Nanorana annandalii
- Conservation status: Near Threatened (IUCN 3.1)

Scientific classification
- Kingdom: Animalia
- Phylum: Chordata
- Class: Amphibia
- Order: Anura
- Family: Dicroglossidae
- Genus: Nanorana
- Species: N. annandalii
- Binomial name: Nanorana annandalii (Boulenger, 1920)
- Synonyms: Paa annandalii (Boulenger, 1920)

= Nanorana annandalii =

- Authority: (Boulenger, 1920)
- Conservation status: NT
- Synonyms: Paa annandalii (Boulenger, 1920)

Species of amphibian

Nanorana annandalii (common names: Annandale's paa frog, Annandale's frog, Boulenger's hill frog) is a species of frog in the family Dicroglossidae.

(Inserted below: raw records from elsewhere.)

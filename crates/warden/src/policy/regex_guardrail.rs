//! Content guardrail: asserts a regex against the buffered request or
//! response body. A violated assertion blocks the request with status 446
//! (request phase) or rewrites the response with the same intervention
//! payload (response phase).

use std::sync::Arc;

use anyhow::Context;
use bytes::Bytes;
use regex::Regex;
use serde::Deserialize;
use serde_json::json;

use crate::http::{RequestContext, ResponseContext};
use crate::policy::registry::PolicyDefinition;
use crate::policy::{
	BodyMode, HeaderMode, ImmediateResponseSpec, ParamMap, Policy, PolicyError, ProcessingMode,
	RequestAction, ResponseAction, ResponseModifications,
};

pub const NAME: &str = "regex-guardrail";
pub const VERSION: &str = "v1";

/// The status guardrail interventions surface as.
pub const GUARDRAIL_STATUS: u16 = 446;

#[derive(Deserialize, Clone, Copy, PartialEq, Eq, Debug, Default)]
#[serde(rename_all = "lowercase")]
enum Direction {
	#[default]
	Request,
	Response,
	Both,
}

impl Direction {
	fn checks_request(&self) -> bool {
		matches!(self, Direction::Request | Direction::Both)
	}

	fn checks_response(&self) -> bool {
		matches!(self, Direction::Response | Direction::Both)
	}
}

#[derive(Deserialize, Debug)]
#[serde(rename_all = "snake_case", deny_unknown_fields)]
struct GuardrailConfig {
	regex: String,
	/// When false (the default) the body must match the regex to pass;
	/// when true a match is the violation.
	#[serde(default)]
	invert: bool,
	#[serde(default)]
	direction: Direction,
}

pub fn definition() -> PolicyDefinition {
	PolicyDefinition {
		name: NAME.to_string(),
		version: VERSION.to_string(),
		description: "asserts a regex over the message body".to_string(),
		init_parameters: json!({"direction": "request"})
			.as_object()
			.cloned()
			.unwrap_or_default(),
		supports_request_phase: true,
		supports_response_phase: true,
		requires_request_body: true,
		requires_response_body: false,
	}
}

pub fn factory(
	_def: &PolicyDefinition,
	params: &ParamMap,
) -> anyhow::Result<Arc<dyn Policy>> {
	let config: GuardrailConfig = serde_json::from_value(serde_json::Value::Object(params.clone()))
		.context("regex-guardrail config")?;
	let regex = Regex::new(&config.regex).context("regex-guardrail pattern")?;
	Ok(Arc::new(RegexGuardrail {
		regex,
		invert: config.invert,
		direction: config.direction,
	}))
}

pub struct RegexGuardrail {
	regex: Regex,
	invert: bool,
	direction: Direction,
}

impl RegexGuardrail {
	/// An absent body is checked as the empty string.
	fn violates(&self, body: &[u8]) -> bool {
		let text = String::from_utf8_lossy(body);
		let matched = self.regex.is_match(&text);
		if self.invert { matched } else { !matched }
	}

	fn intervention(&self, direction: &str) -> serde_json::Value {
		json!({
			"type": "REGEX_GUARDRAIL",
			"action": "GUARDRAIL_INTERVENED",
			"direction": direction,
			"message": "violation of regex guardrail detected",
		})
	}
}

#[async_trait::async_trait]
impl Policy for RegexGuardrail {
	fn name(&self) -> &str {
		NAME
	}

	fn version(&self) -> &str {
		VERSION
	}

	fn mode(&self) -> ProcessingMode {
		ProcessingMode {
			request_header_mode: HeaderMode::Process,
			request_body_mode: if self.direction.checks_request() {
				BodyMode::Buffered
			} else {
				BodyMode::Skip
			},
			response_header_mode: HeaderMode::Process,
			response_body_mode: if self.direction.checks_response() {
				BodyMode::Buffered
			} else {
				BodyMode::Skip
			},
		}
	}

	async fn on_request(
		&self,
		ctx: &mut RequestContext,
		_params: &ParamMap,
	) -> Result<Option<RequestAction>, PolicyError> {
		if !self.direction.checks_request() {
			return Ok(None);
		}
		if self.violates(&ctx.body.content) {
			return Ok(Some(RequestAction::Immediate(ImmediateResponseSpec::json(
				GUARDRAIL_STATUS,
				self.intervention("REQUEST"),
			))));
		}
		Ok(None)
	}

	async fn on_response(
		&self,
		ctx: &mut ResponseContext,
		_params: &ParamMap,
	) -> Result<Option<ResponseAction>, PolicyError> {
		if !self.direction.checks_response() {
			return Ok(None);
		}
		if self.violates(&ctx.body.content) {
			let body = self.intervention("RESPONSE").to_string();
			return Ok(Some(ResponseModifications {
				set_headers: vec![("content-type".to_string(), "application/json".to_string())],
				body: Some(Bytes::from(body)),
				status: Some(GUARDRAIL_STATUS),
				..Default::default()
			}));
		}
		Ok(None)
	}
}

#[cfg(test)]
mod tests {
	use crate::http::BodyState;

	use super::*;

	fn policy(params: serde_json::Value) -> Arc<dyn Policy> {
		factory(&definition(), params.as_object().unwrap()).unwrap()
	}

	fn request_with_body(body: &str) -> RequestContext {
		RequestContext {
			body: BodyState::received(Bytes::copy_from_slice(body.as_bytes()), true),
			..Default::default()
		}
	}

	#[tokio::test]
	async fn inverted_guardrail_blocks_matching_body() {
		let p = policy(json!({"regex": "credit[- ]?card", "invert": true}));
		let mut ctx = request_with_body(r#"{"text":"my credit card is 4111"}"#);
		let action = p.on_request(&mut ctx, &ParamMap::new()).await.unwrap();
		let Some(RequestAction::Immediate(resp)) = action else {
			panic!("expected an intervention");
		};
		assert_eq!(resp.status, GUARDRAIL_STATUS);
		let body: serde_json::Value = serde_json::from_str(&resp.body).unwrap();
		assert_eq!(body["type"], json!("REGEX_GUARDRAIL"));
		assert_eq!(body["direction"], json!("REQUEST"));
	}

	#[tokio::test]
	async fn inverted_guardrail_passes_clean_body() {
		let p = policy(json!({"regex": "credit[- ]?card", "invert": true}));
		let mut ctx = request_with_body(r#"{"text":"nothing sensitive"}"#);
		let action = p.on_request(&mut ctx, &ParamMap::new()).await.unwrap();
		assert_eq!(action, None);
	}

	#[tokio::test]
	async fn plain_guardrail_requires_a_match() {
		let p = policy(json!({"regex": "^ok$"}));
		let mut ctx = request_with_body("ok");
		assert_eq!(p.on_request(&mut ctx, &ParamMap::new()).await.unwrap(), None);
		let mut ctx = request_with_body("nope");
		assert!(matches!(
			p.on_request(&mut ctx, &ParamMap::new()).await.unwrap(),
			Some(RequestAction::Immediate(_))
		));
	}

	#[tokio::test]
	async fn absent_body_is_checked_as_empty() {
		let p = policy(json!({"regex": ".+"}));
		let mut ctx = RequestContext::default();
		assert!(matches!(
			p.on_request(&mut ctx, &ParamMap::new()).await.unwrap(),
			Some(RequestAction::Immediate(_))
		));
	}

	#[tokio::test]
	async fn response_direction_rewrites_the_response() {
		let p = policy(json!({"regex": "leak", "invert": true, "direction": "response"}));
		assert_eq!(p.mode().response_body_mode, BodyMode::Buffered);
		assert_eq!(p.mode().request_body_mode, BodyMode::Skip);
		let mut ctx = ResponseContext {
			body: BodyState::received(Bytes::from_static(b"a leak happened"), true),
			status: 200,
			..Default::default()
		};
		let action = p.on_response(&mut ctx, &ParamMap::new()).await.unwrap();
		let Some(mods) = action else {
			panic!("expected modifications");
		};
		assert_eq!(mods.status, Some(GUARDRAIL_STATUS));
		assert!(mods.body.is_some());
		// Request direction leaves responses alone.
		let req_only = policy(json!({"regex": "leak", "invert": true}));
		let mut ctx = ResponseContext {
			body: BodyState::received(Bytes::from_static(b"a leak happened"), true),
			..Default::default()
		};
		assert_eq!(
			req_only.on_response(&mut ctx, &ParamMap::new()).await.unwrap(),
			None
		);
	}
}
//! Builds the per-route policy chain from the control plane's ordered
//! policy specs. Chains are immutable once built; replacing one requires a
//! full snapshot swap.

use std::sync::Arc;

use serde::{Deserialize, Serialize};
use tracing::warn;

use crate::cel::{Expression, ProgramCache};
use crate::config::resolve::Resolver;
use crate::policy::registry::{PolicyDefinition, Registry};
use crate::policy::{BodyMode, ParamMap, Policy};

#[cfg(test)]
#[path = "chain_tests.rs"]
mod tests;

/// The route-scoped deployment of one policy.
#[derive(Clone, Debug, Serialize, Deserialize)]
#[serde(rename_all = "camelCase", deny_unknown_fields)]
pub struct PolicySpec {
	pub name: String,
	pub version: String,
	#[serde(default = "default_enabled")]
	pub enabled: bool,
	/// CEL boolean gating per-request execution.
	#[serde(default, skip_serializing_if = "Option::is_none")]
	pub execution_condition: Option<String>,
	#[serde(default)]
	pub parameters: ParamMap,
}

fn default_enabled() -> bool {
	true
}

impl PolicySpec {
	pub fn new(name: impl Into<String>, version: impl Into<String>) -> Self {
		Self {
			name: name.into(),
			version: version.into(),
			enabled: true,
			execution_condition: None,
			parameters: ParamMap::new(),
		}
	}
}

/// Identity and API metadata for the route a chain is bound to.
#[derive(Clone, Debug, Default, Serialize, Deserialize, PartialEq)]
#[serde(rename_all = "camelCase")]
pub struct RouteInfo {
	pub key: String,
	#[serde(default)]
	pub api_name: String,
	#[serde(default)]
	pub api_version: String,
	#[serde(default)]
	pub api_context: String,
	#[serde(default)]
	pub operation_path: String,
}

pub struct ChainEntry {
	pub policy: Arc<dyn Policy>,
	pub definition: Arc<PolicyDefinition>,
	pub params: Arc<ParamMap>,
	pub condition: Option<Arc<Expression>>,
	pub spec: PolicySpec,
}

/// Ordered, instantiated policies for one route plus the precomputed flags
/// the stream handler answers the proxy with.
pub struct PolicyChain {
	pub route: RouteInfo,
	pub entries: Vec<ChainEntry>,
	pub requires_request_body: bool,
	pub requires_response_body: bool,
	pub has_execution_conditions: bool,
}

impl PolicyChain {
	pub fn empty(route: RouteInfo) -> Self {
		Self {
			route,
			entries: Vec::new(),
			requires_request_body: false,
			requires_response_body: false,
			has_execution_conditions: false,
		}
	}

	pub fn is_empty(&self) -> bool {
		self.entries.is_empty()
	}
}

pub struct ChainBuilder<'a> {
	pub registry: &'a Registry,
	pub resolver: &'a Resolver,
	pub programs: &'a ProgramCache,
}

impl ChainBuilder<'_> {
	/// Instantiates the chain. A spec that cannot be instantiated (unknown
	/// policy, bad configuration, bad condition) is dropped with a
	/// diagnostic; the rest of the chain still serves.
	pub fn build(&self, route: RouteInfo, specs: &[PolicySpec]) -> PolicyChain {
		let mut entries = Vec::with_capacity(specs.len());
		for spec in specs {
			if !spec.enabled {
				continue;
			}
			let created = match self.registry.create_instance(
				&spec.name,
				&spec.version,
				&spec.parameters,
				self.resolver,
			) {
				Ok(created) => created,
				Err(e) => {
					warn!(route = %route.key, policy = %spec.name, version = %spec.version, "dropping policy from chain: {e}");
					continue;
				},
			};
			let condition = match spec.execution_condition.as_deref() {
				None | Some("") => None,
				Some(src) => match self.programs.get(src) {
					Ok(expr) => Some(expr),
					Err(e) => {
						warn!(route = %route.key, policy = %spec.name, "dropping policy with invalid condition: {e}");
						continue;
					},
				},
			};
			entries.push(ChainEntry {
				policy: created.policy,
				definition: created.definition,
				params: created.params,
				condition,
				spec: spec.clone(),
			});
		}
		let requires_request_body = entries
			.iter()
			.any(|e| e.policy.mode().request_body_mode == BodyMode::Buffered);
		let requires_response_body = entries
			.iter()
			.any(|e| e.policy.mode().response_body_mode == BodyMode::Buffered);
		let has_execution_conditions = entries.iter().any(|e| e.condition.is_some());
		PolicyChain {
			route,
			entries,
			requires_request_body,
			requires_response_body,
			has_execution_conditions,
		}
	}
}
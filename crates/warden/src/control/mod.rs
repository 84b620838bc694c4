//! The control-plane boundary. The engine consumes complete route→policy
//! snapshots from a subscription; whoever produces them (an xDS client, the
//! local file source, a test) is outside the engine proper.

use std::collections::HashMap;
use std::sync::Arc;

use serde::{Deserialize, Serialize};
use tokio::sync::mpsc;
use tracing::{info, warn};

use crate::cel::ProgramCache;
use crate::config::resolve::Resolver;
use crate::policy::chain::{ChainBuilder, PolicySpec, RouteInfo};
use crate::policy::registry::Registry;
use crate::store::{Snapshot, SnapshotStore};
use crate::telemetry::metrics::Metrics;

pub mod local;

/// One complete route→policy-specs snapshot, versioned monotonically.
#[derive(Clone, Debug, Default, Serialize, Deserialize)]
#[serde(rename_all = "camelCase", deny_unknown_fields)]
pub struct RouteSnapshot {
	#[serde(default)]
	pub version: u64,
	#[serde(default)]
	pub routes: Vec<RouteEntry>,
}

#[derive(Clone, Debug, Serialize, Deserialize)]
#[serde(rename_all = "camelCase", deny_unknown_fields)]
pub struct RouteEntry {
	/// The route key the proxy will present in its request attributes.
	pub route: String,
	#[serde(default)]
	pub api: ApiMetadata,
	#[serde(default)]
	pub policies: Vec<PolicySpec>,
}

#[derive(Clone, Debug, Default, Serialize, Deserialize)]
#[serde(rename_all = "camelCase", deny_unknown_fields)]
pub struct ApiMetadata {
	#[serde(default)]
	pub name: String,
	#[serde(default)]
	pub version: String,
	#[serde(default)]
	pub context: String,
	#[serde(default)]
	pub operation: String,
}

/// Chain-builds incoming snapshots and installs them atomically. One
/// subscriber exists per process; it is the snapshot store's only writer.
pub struct Subscriber {
	store: Arc<SnapshotStore>,
	registry: Arc<Registry>,
	resolver: Arc<Resolver>,
	programs: Arc<ProgramCache>,
	metrics: Arc<Metrics>,
}

impl Subscriber {
	pub fn new(
		store: Arc<SnapshotStore>,
		registry: Arc<Registry>,
		resolver: Arc<Resolver>,
		programs: Arc<ProgramCache>,
		metrics: Arc<Metrics>,
	) -> Self {
		Self {
			store,
			registry,
			resolver,
			programs,
			metrics,
		}
	}

	/// Builds every route's chain and swaps the snapshot in. Returns false
	/// when the snapshot was discarded as out of order.
	pub fn apply(&self, snapshot: RouteSnapshot) -> bool {
		let builder = ChainBuilder {
			registry: &self.registry,
			resolver: &self.resolver,
			programs: &self.programs,
		};
		let mut chains = HashMap::with_capacity(snapshot.routes.len());
		for entry in &snapshot.routes {
			if chains.contains_key(&entry.route) {
				warn!(route = %entry.route, "duplicate route in snapshot, keeping the first");
				continue;
			}
			let route = RouteInfo {
				key: entry.route.clone(),
				api_name: entry.api.name.clone(),
				api_version: entry.api.version.clone(),
				api_context: entry.api.context.clone(),
				operation_path: entry.api.operation.clone(),
			};
			let chain = builder.build(route, &entry.policies);
			chains.insert(entry.route.clone(), Arc::new(chain));
		}
		let routes = chains.len();
		let installed = self.store.install(Snapshot::new(snapshot.version, chains));
		if installed {
			self.metrics.snapshot_updates.inc();
			self.metrics.routes_active.set(routes as i64);
			info!(version = snapshot.version, routes, "applied route snapshot");
		}
		installed
	}

	/// Drains the subscription until the source closes.
	pub async fn run(self, mut rx: mpsc::Receiver<RouteSnapshot>) {
		while let Some(snapshot) = rx.recv().await {
			self.apply(snapshot);
		}
		info!("snapshot subscription closed");
	}
}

It is found in northeastern India (Arunachal Pradesh and West Bengal) and eastern Nepal. Nanorana gammii (Anderson, 1871) was until quite recently (2006) considered a synonym of Nanorana annandalii but is now treated as a separate species; this change confounds older records of Nanorana annandalii. This species lives in rocky streams and brooks in montane forests. It can also be found near pools in forest clearings. It is threatened by habitat loss (deforestation).